Most people think that building better habits or changing your actions is all about willpower or motivation. But the more I learn, the more I believe that the number one driver of better habits and behavior change is your environment.
Let me drop some science into this article and show you what I mean…
Willpower vs. Environment
Anne Thorndike is a primary care physician at Massachusetts General Hospital in Boston. Recently, Thorndike and her colleagues completed a six-month study that was published in the American Journal of Public Health.
This study secretly took place in the hospital cafeteria and helped thousands of people develop healthier eating habits without changing their willpower or motivation in the slightest way.
Here’s what happened…
Thorndike and her team proposed that by changing the environment and the way that food was displayed in the cafeteria, they could get people to eat healthier without thinking about it. There were multiple phases of the experiment, but the portion that really interested me focused on what Thorndike refers to as “choice architecture.”
Choice architecture is just a fancy word for “changing the way the food and drinks are displayed.” But, as it turns out, it makes a big difference.
The Impact of Choice Architecture
The researchers started by changing the choice architecture of the drinks in the cafeteria. Originally, there were three main refrigerators, all of which were filled with soda. The researchers made sure that water was added to each of those units and also placed baskets of bottled water throughout the room.
The image below depicts what the room looked like before the changes (Figure A) and after the changes (Figure B). The dark boxes indicate areas where bottled water is available.
Image Source: American Journal of Public Health, April 2012.
What happened?
Over the next 3 months, the number of soda sales dropped by 11.4 percent. Meanwhile, bottled water sales increased by 25.8 percent. Similar adjustments and results were made with food options. Nobody said a word to the visitors who ate at the cafeteria. The researchers simply changed the environment and people naturally followed suit.

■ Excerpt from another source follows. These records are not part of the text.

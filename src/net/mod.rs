//! HTTP helpers for talking to the bot backend.

pub mod api;
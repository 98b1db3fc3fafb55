//! User-facing landing page.

use leptos::prelude::*;

use crate::components::user_title::UserTitle;
use crate::config::BotConfig;

/// Landing page shown to bot users. The heading reuses the same display
/// name the document title shows.
#[component]
pub fn HomePage() -> impl IntoView {
    let config = expect_context::<BotConfig>();
    let display_name = config.display_name().to_owned();

    view! {
        <UserTitle label="Home"/>
        <div class="home-page">
            <h1 class="home-page__name">{display_name}</h1>
            <p class="home-page__hint">"请通过管理面板管理此机器人。"</p>
        </div>
    }
}
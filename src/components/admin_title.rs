//! Document title for admin pages.

#[cfg(test)]
#[path = "admin_title_test.rs"]
mod admin_title_test;

use leptos::prelude::*;
use leptos_meta::Title;

/// Suffix appended to every admin page title.
const ADMIN_TITLE_SUFFIX: &str = "Mini Admin";

/// Format the document title for an admin page.
pub fn admin_title(label: &str) -> String {
    format!("{label} - {ADMIN_TITLE_SUFFIX}")
}

/// Declarative document title for admin pages.
///
/// Renders no markup of its own; the title is reconciled into the document
/// head by the meta context, and the last committed render wins.
#[component]
pub fn AdminTitle(#[prop(into)] label: TextProp) -> impl IntoView {
    let text = move || admin_title(&label.get());

    view! { <Title text=text/> }
}
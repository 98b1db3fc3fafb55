//! Document title for user-facing pages.

#[cfg(test)]
#[path = "user_title_test.rs"]
mod user_title_test;

use leptos::prelude::*;
use leptos_meta::Title;

use crate::config::BotConfig;

/// Format the document title for a user-facing page.
///
/// The display name follows the config fallback rule: full bot name when
/// non-empty, else the bot first name. Both empty yields an empty segment
/// rather than an error.
pub fn user_title(label: &str, config: &BotConfig) -> String {
    format!("{label} - {}", config.display_name())
}

/// Declarative document title for user-facing pages.
///
/// The bot identity comes from the injected [`BotConfig`] context rather
/// than a page-level global. Same head-reconciliation semantics as the
/// admin title.
#[component]
pub fn UserTitle(#[prop(into)] label: TextProp) -> impl IntoView {
    let config = expect_context::<BotConfig>();
    let text = move || user_title(&label.get(), &config);

    view! { <Title text=text/> }
}
//! Root application component with routing and context providers.

use leptos::prelude::*;
use leptos_meta::{MetaTags, Stylesheet, Title, provide_meta_context};
use leptos_router::{
    StaticSegment,
    components::{Route, Router, Routes},
};

use crate::config::BotConfig;
use crate::pages::{home::HomePage, statistics::StatisticsPage};
use crate::state::chats::ChatsState;

/// HTML shell rendered on the server for SSR + hydration.
pub fn shell(options: LeptosOptions) -> impl IntoView {
    view! {
        <!DOCTYPE html>
        <html lang="en">
            <head>
                <meta charset="utf-8"/>
                <meta name="viewport" content="width=device-width, initial-scale=1"/>
                <AutoReload options=options.clone()/>
                <HydrationScripts options/>
                <MetaTags/>
            </head>
            <body>
                <App/>
            </body>
        </html>
    }
}

/// Root application component.
///
/// Provides the bot config and chat-store contexts and sets up
/// client-side routing.
#[component]
pub fn App() -> impl IntoView {
    provide_meta_context();

    let config = BotConfig::from_host_page();
    provide_context(config);

    let chats = RwSignal::new(ChatsState::default());
    provide_context(chats);

    // Populate the chat store once on mount. Pages only read it; the
    // store flips to loaded even when the fetch fails, matching the
    // "loaded, nothing to show" placeholder path.
    Effect::new(move || {
        leptos::task::spawn_local(async move {
            let list = crate::net::api::fetch_chats().await.unwrap_or_default();
            chats.update(|state| {
                state.chats = list;
                state.is_loaded = true;
            });
        });
    });

    view! {
        <Stylesheet id="leptos" href="/pkg/mini-admin.css"/>
        <Title text="Mini Admin"/>

        <Router>
            <Routes fallback=|| "Page not found.".into_view()>
                <Route path=StaticSegment("") view=HomePage/>
                <Route path=StaticSegment("statistics") view=StatisticsPage/>
            </Routes>
        </Router>
    }
}
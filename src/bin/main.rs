use clap::Parser;
use std::time::Duration;
use streamscope::{report, Config, ScopeClient};

#[derive(Parser)]
#[command(name = "streamscope")]
#[command(about = "Live terminal viewer for fixed-frame TCP sample streams", long_about = None)]
#[command(version)]
struct Cli {
    /// Device address to connect to
    #[arg(default_value = "192.168.4.1")]
    host: String,

    /// Port to connect to
    #[arg(short, long, default_value = "80")]
    port: u16,

    /// Connection timeout in seconds
    #[arg(long, default_value = "5")]
    connect_timeout: u64,

    /// Largest number of bytes requested per receive call
    #[arg(long, default_value = "4096")]
    recv_chunk: usize,

    /// Disable the live plot, keep the per-frame log
    #[arg(long)]
    no_plot: bool,

    /// Plot width in terminal columns
    #[arg(long, default_value = "72")]
    plot_width: usize,

    /// Plot height in terminal rows
    #[arg(long, default_value = "16")]
    plot_height: usize,

    /// Print the final session summary as JSON
    #[arg(short = 'J', long)]
    json: bool,
}

#[tokio::main(flavor = "current_thread")]
async fn main() -> anyhow::Result<()> {
    env_logger::Builder::from_env(env_logger::Env::default().default_filter_or("info")).init();

    let cli = Cli::parse();

    let config = Config::new(cli.host, cli.port)
        .with_connect_timeout(Duration::from_secs(cli.connect_timeout))
        .with_recv_chunk(cli.recv_chunk)
        .with_plot(!cli.no_plot)
        .with_plot_size(cli.plot_width, cli.plot_height)
        .with_json(cli.json);
    let json = config.json;

    let client = ScopeClient::new(config);

    let token = client.cancellation_token().clone();
    tokio::spawn(async move {
        if tokio::signal::ctrl_c().await.is_ok() {
            token.cancel();
        }
    });

    client.run().await?;

    let totals = client.get_stats();
    if json {
        println!("{}", serde_json::to_string_pretty(&totals)?);
    } else {
        println!("{}", report::session_summary(&totals));
    }

    Ok(())
}
use parking_lot::Mutex;
use serde::{Deserialize, Serialize};
use std::sync::Arc;
use std::time::Duration;

const BYTES_PER_MIB: f64 = 1024.0 * 1024.0;

/// Timing for one completed frame transfer.
///
/// Recomputed fresh for every iteration; nothing here persists between
/// frames.
#[derive(Debug, Clone, Copy, Serialize, Deserialize)]
pub struct FrameStats {
    /// Zero-based transfer count within the session
    pub index: u64,
    /// Bytes moved for this frame
    pub bytes: usize,
    /// Wall-clock time from read start to the full frame
    pub elapsed: Duration,
}

impl FrameStats {
    /// Throughput for this transfer in MB/s (1 MB = 1048576 bytes).
    ///
    /// # Examples
    ///
    /// ```
    /// use streamscope::stats::FrameStats;
    /// use std::time::Duration;
    ///
    /// let stats = FrameStats {
    ///     index: 0,
    ///     bytes: 32768,
    ///     elapsed: Duration::from_secs(1),
    /// };
    /// assert_eq!(stats.mib_per_sec(), 0.03125);
    /// ```
    pub fn mib_per_sec(&self) -> f64 {
        let secs = self.elapsed.as_secs_f64();
        if secs > 0.0 {
            (self.bytes as f64 / BYTES_PER_MIB) / secs
        } else {
            0.0
        }
    }
}

/// Accumulated totals for one session.
#[derive(Debug, Clone, Serialize, Deserialize)]
pub struct SessionStats {
    pub frames: u64,
    pub total_bytes: u64,
    pub total_elapsed: Duration,
    pub min_sample: Option<u16>,
    pub max_sample: Option<u16>,
}

impl SessionStats {
    pub fn new() -> Self {
        Self {
            frames: 0,
            total_bytes: 0,
            total_elapsed: Duration::ZERO,
            min_sample: None,
            max_sample: None,
        }
    }

    /// Average throughput across the session in MB/s.
    pub fn mib_per_sec(&self) -> f64 {
        let secs = self.total_elapsed.as_secs_f64();
        if secs > 0.0 {
            (self.total_bytes as f64 / BYTES_PER_MIB) / secs
        } else {
            0.0
        }
    }
}

impl Default for SessionStats {
    fn default() -> Self {
        Self::new()
    }
}

/// Cloneable handle over the session totals.
#[derive(Debug, Clone)]
pub struct StatsCollector {
    inner: Arc<Mutex<SessionStats>>,
}

impl StatsCollector {
    pub fn new() -> Self {
        Self {
            inner: Arc::new(Mutex::new(SessionStats::new())),
        }
    }

    /// Folds one completed frame into the session totals.
    pub fn record_frame(&self, stats: &FrameStats, min_sample: u16, max_sample: u16) {
        let mut s = self.inner.lock();
        s.frames += 1;
        s.total_bytes += stats.bytes as u64;
        s.total_elapsed += stats.elapsed;
        s.min_sample = Some(s.min_sample.map_or(min_sample, |m| m.min(min_sample)));
        s.max_sample = Some(s.max_sample.map_or(max_sample, |m| m.max(max_sample)));
    }

    /// Snapshot of the current totals.
    pub fn get(&self) -> SessionStats {
        self.inner.lock().clone()
    }
}

impl Default for StatsCollector {
    fn default() -> Self {
        Self::new()
    }
}
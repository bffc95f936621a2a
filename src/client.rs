use crate::config::Config;
use crate::display::ScopePanel;
use crate::frame::{Frame, BUFFER_SIZE};
use crate::reader::FrameReader;
use crate::report;
use crate::stats::{FrameStats, SessionStats, StatsCollector};
use crate::{Error, Result};
use log::{error, info};
use std::sync::Arc;
use std::time::{Duration, Instant};
use tokio_util::sync::CancellationToken;

/// Why the receive loop ended.
#[derive(Debug, Clone, Copy, PartialEq, Eq)]
pub enum CloseReason {
    /// The peer closed the stream mid-frame
    PeerClosed,
    /// A read, decode, or display error ended the session
    ReadError,
    /// The user interrupted the session between iterations
    Interrupted,
}

/// Progress events reported while a session runs.
///
/// Events let library embedders observe the session without touching the
/// console output.
///
/// # Examples
///
/// ```no_run
/// use streamscope::{Config, ScopeClient, ScopeEvent};
///
/// # #[tokio::main(flavor = "current_thread")]
/// # async fn main() -> Result<(), Box<dyn std::error::Error>> {
/// let config = Config::default().with_plot(false);
///
/// let client = ScopeClient::new(config).with_callback(|event: ScopeEvent| {
///     if let ScopeEvent::FrameReceived { mib_per_sec, .. } = event {
///         eprintln!("{mib_per_sec:.2} MB/s");
///     }
/// });
///
/// client.run().await?;
/// # Ok(())
/// # }
/// ```
#[derive(Debug, Clone)]
pub enum ScopeEvent {
    /// The connection is up and the greeting has been sent.
    Connected,
    /// One full frame was received, decoded, and displayed.
    FrameReceived {
        index: u64,
        bytes: usize,
        elapsed: Duration,
        mib_per_sec: f64,
    },
    /// The session ended and the connection is closed.
    Closed { reason: CloseReason },
}

/// Callback for receiving [`ScopeEvent`]s.
///
/// Implemented for any `Fn(ScopeEvent)` that is `Send + Sync`.
pub trait EventCallback: Send + Sync {
    fn on_event(&self, event: ScopeEvent);
}

impl<F> EventCallback for F
where
    F: Fn(ScopeEvent) + Send + Sync,
{
    fn on_event(&self, event: ScopeEvent) {
        self(event)
    }
}

type CallbackRef = Arc<dyn EventCallback>;

/// A single-run streaming session.
///
/// The client connects once, reads frames until the peer closes, an error
/// occurs, or the user interrupts, then cleans up and reports. There is no
/// retry and no reconnection.
///
/// # Examples
///
/// ```no_run
/// use streamscope::{Config, ScopeClient};
///
/// # #[tokio::main(flavor = "current_thread")]
/// # async fn main() -> Result<(), Box<dyn std::error::Error>> {
/// let config = Config::new("192.168.4.1".to_string(), 80);
/// let client = ScopeClient::new(config);
///
/// client.run().await?;
///
/// let totals = client.get_stats();
/// println!("{} frames, {:.2} MB/s", totals.frames, totals.mib_per_sec());
/// # Ok(())
/// # }
/// ```
pub struct ScopeClient {
    config: Config,
    stats: StatsCollector,
    callback: Option<CallbackRef>,
    cancellation_token: CancellationToken,
}

impl ScopeClient {
    pub fn new(config: Config) -> Self {
        Self {
            config,
            stats: StatsCollector::new(),
            callback: None,
            cancellation_token: CancellationToken::new(),
        }
    }

    /// Attaches an event callback.
    ///
    /// Returns `self` for method chaining.
    pub fn with_callback<C: EventCallback + 'static>(mut self, callback: C) -> Self {
        self.callback = Some(Arc::new(callback));
        self
    }

    /// The token that interrupts the session.
    ///
    /// Cancellation is observed between iterations, never mid-read.
    pub fn cancellation_token(&self) -> &CancellationToken {
        &self.cancellation_token
    }

    /// Snapshot of the session totals collected so far.
    pub fn get_stats(&self) -> SessionStats {
        self.stats.get()
    }

    fn notify(&self, event: ScopeEvent) {
        if let Some(callback) = &self.callback {
            callback.on_event(event);
        }
    }

    /// Connects and runs the receive loop to completion.
    ///
    /// A failed connection attempt returns [`Error::Connect`] before any
    /// frame is read. Once the loop is entered, every termination cause
    /// (peer close, read error, interrupt) is logged and funneled into the
    /// same cleanup path, and `run` returns `Ok(())`.
    pub async fn run(&self) -> Result<()> {
        let mut reader = FrameReader::connect(&self.config).await?;
        self.notify(ScopeEvent::Connected);
        println!(
            "Connected to {}. Waiting for {} samples per frame...",
            self.config.endpoint(),
            BUFFER_SIZE
        );

        let mut panel = self
            .config
            .plot
            .then(|| ScopePanel::stdout(self.config.plot_width, self.config.plot_height));

        let mut index = 0u64;
        let reason = loop {
            if self.cancellation_token.is_cancelled() {
                info!("Stopped by user");
                break CloseReason::Interrupted;
            }

            let started = Instant::now();
            let bytes = match reader.read_frame().await {
                Ok(bytes) => bytes,
                Err(Error::ConnectionClosed { received, expected }) => {
                    info!("Connection closed by peer ({received} of {expected} bytes into a frame)");
                    break CloseReason::PeerClosed;
                }
                Err(e) => {
                    error!("Read failed: {e}");
                    break CloseReason::ReadError;
                }
            };
            let elapsed = started.elapsed();

            let frame = match Frame::decode(&bytes) {
                Ok(frame) => frame,
                Err(e) => {
                    error!("Decode failed: {e}");
                    break CloseReason::ReadError;
                }
            };

            let stats = FrameStats {
                index,
                bytes: bytes.len(),
                elapsed,
            };
            let block = report::frame_report(&stats, &frame);

            let shown = match panel.as_mut() {
                Some(panel) => panel.update(&frame, &block),
                None => {
                    println!("{block}");
                    Ok(())
                }
            };
            if let Err(e) = shown {
                error!("Display update failed: {e}");
                break CloseReason::ReadError;
            }

            self.stats.record_frame(&stats, frame.min(), frame.max());
            self.notify(ScopeEvent::FrameReceived {
                index,
                bytes: stats.bytes,
                elapsed,
                mib_per_sec: stats.mib_per_sec(),
            });
            index += 1;
        };

        // Close the socket before reporting; the plot stays visible.
        drop(reader);
        if let Some(panel) = panel {
            let _ = panel.finish();
        }
        info!("Connection closed");
        self.notify(ScopeEvent::Closed { reason });

        Ok(())
    }
}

The usual argument for sticking to better habits is that you need more willpower, motivation, and discipline. But studies like this one showcase just how important your environment can be for guiding behavior.
Environment design becomes even more important when you understand the daily fluctuation of willpower.
The Willpower Muscle
Decades of research have discovered that willpower is not something you have or don’t have, but rather it is a resource that can be used up and restored. Like tired muscles at the end of a workout, your willpower can become depleted if you use it too much. Much of this research is explained in excellent books like The Willpower Instinct by Kelly McGonigal and Willpower by Roy Baumeister and John Tierney.
A classic example can be found by looking at college students. During finals week, students use all of their willpower to study and everything else collapses as a result. People eat whatever they can find, students who haven’t smoked all semester start lighting up outside the library, and many people can’t even muster the strength to change out of their sweatpants. There is only so much willpower to go around.
We don’t typically think about willpower and motivation as a finite resource that is impacted by all of the things we do throughout the day, but that’s exactly how it works.
And this is where choice architecture and willpower come together.
Choice Architecture in Everyday Life
When your willpower is depleted, you are even more likely to make decisions based on the environment around you. After all, if you’re feeling drained, stressed, or overwhelmed then you’re not going to go through a lot of effort to cook a healthy dinner or fit in a workout. You’ll grab whatever is easiest.
And that means that if you take just a little bit of time today to organize your room, your office, your kitchen, and other areas, then that adjustment in choice architecture can guide you toward better choices even when your willpower is fading.
For example, in Richard Thaler’s best-selling book, Nudge: Improving Decisions About Health, Wealth, and Happiness, he discusses research that reveals that items on the top shelf of supermarkets (near eye level) tend to sell more than items on lower shelves.
It’s easy to apply this discovery to everyday life: simply place healthier foods in more visible spots in your refrigerator, pantry, and around the kitchen. Meanwhile, you can tuck away cookies, treats, and other unhealthy choices down on the lower shelves. This is one way to use choice architecture to make it more likely that you’ll grab healthy food, even when your willpower is fading.
To Change Your Behavior, Change Your Environment
Like the visitors in the hospital cafeteria, choice architecture can help you automatically do the right thing without worrying about willpower or motivation. If you design your environment to make the default choice a better one, then it’s more likely that you’ll make a good choice now and have more willpower leftover for later.
Environment design works. Talking about tiny changes like moving your healthy foods to a more visible shelf might seem insignificant, but imagine the impact of making dozens of these changes and living in an environment designed to make the good behaviors easier and the bad behaviors harder.
When you’re surrounded by better choices, it’s a lot easier to make a good one.
Editor’s Postscript: Can salespreneurs change their working environment to make good habits hard to break? James’ post reminds us that even the most subtle change can make a big difference in keeping habits “sticky.” It’s worth thinking about … How could you change your work environment to keep your daily sales tasks running smoothly so that they pay off long-term in more closed deals and a more accurate pipeline going forward?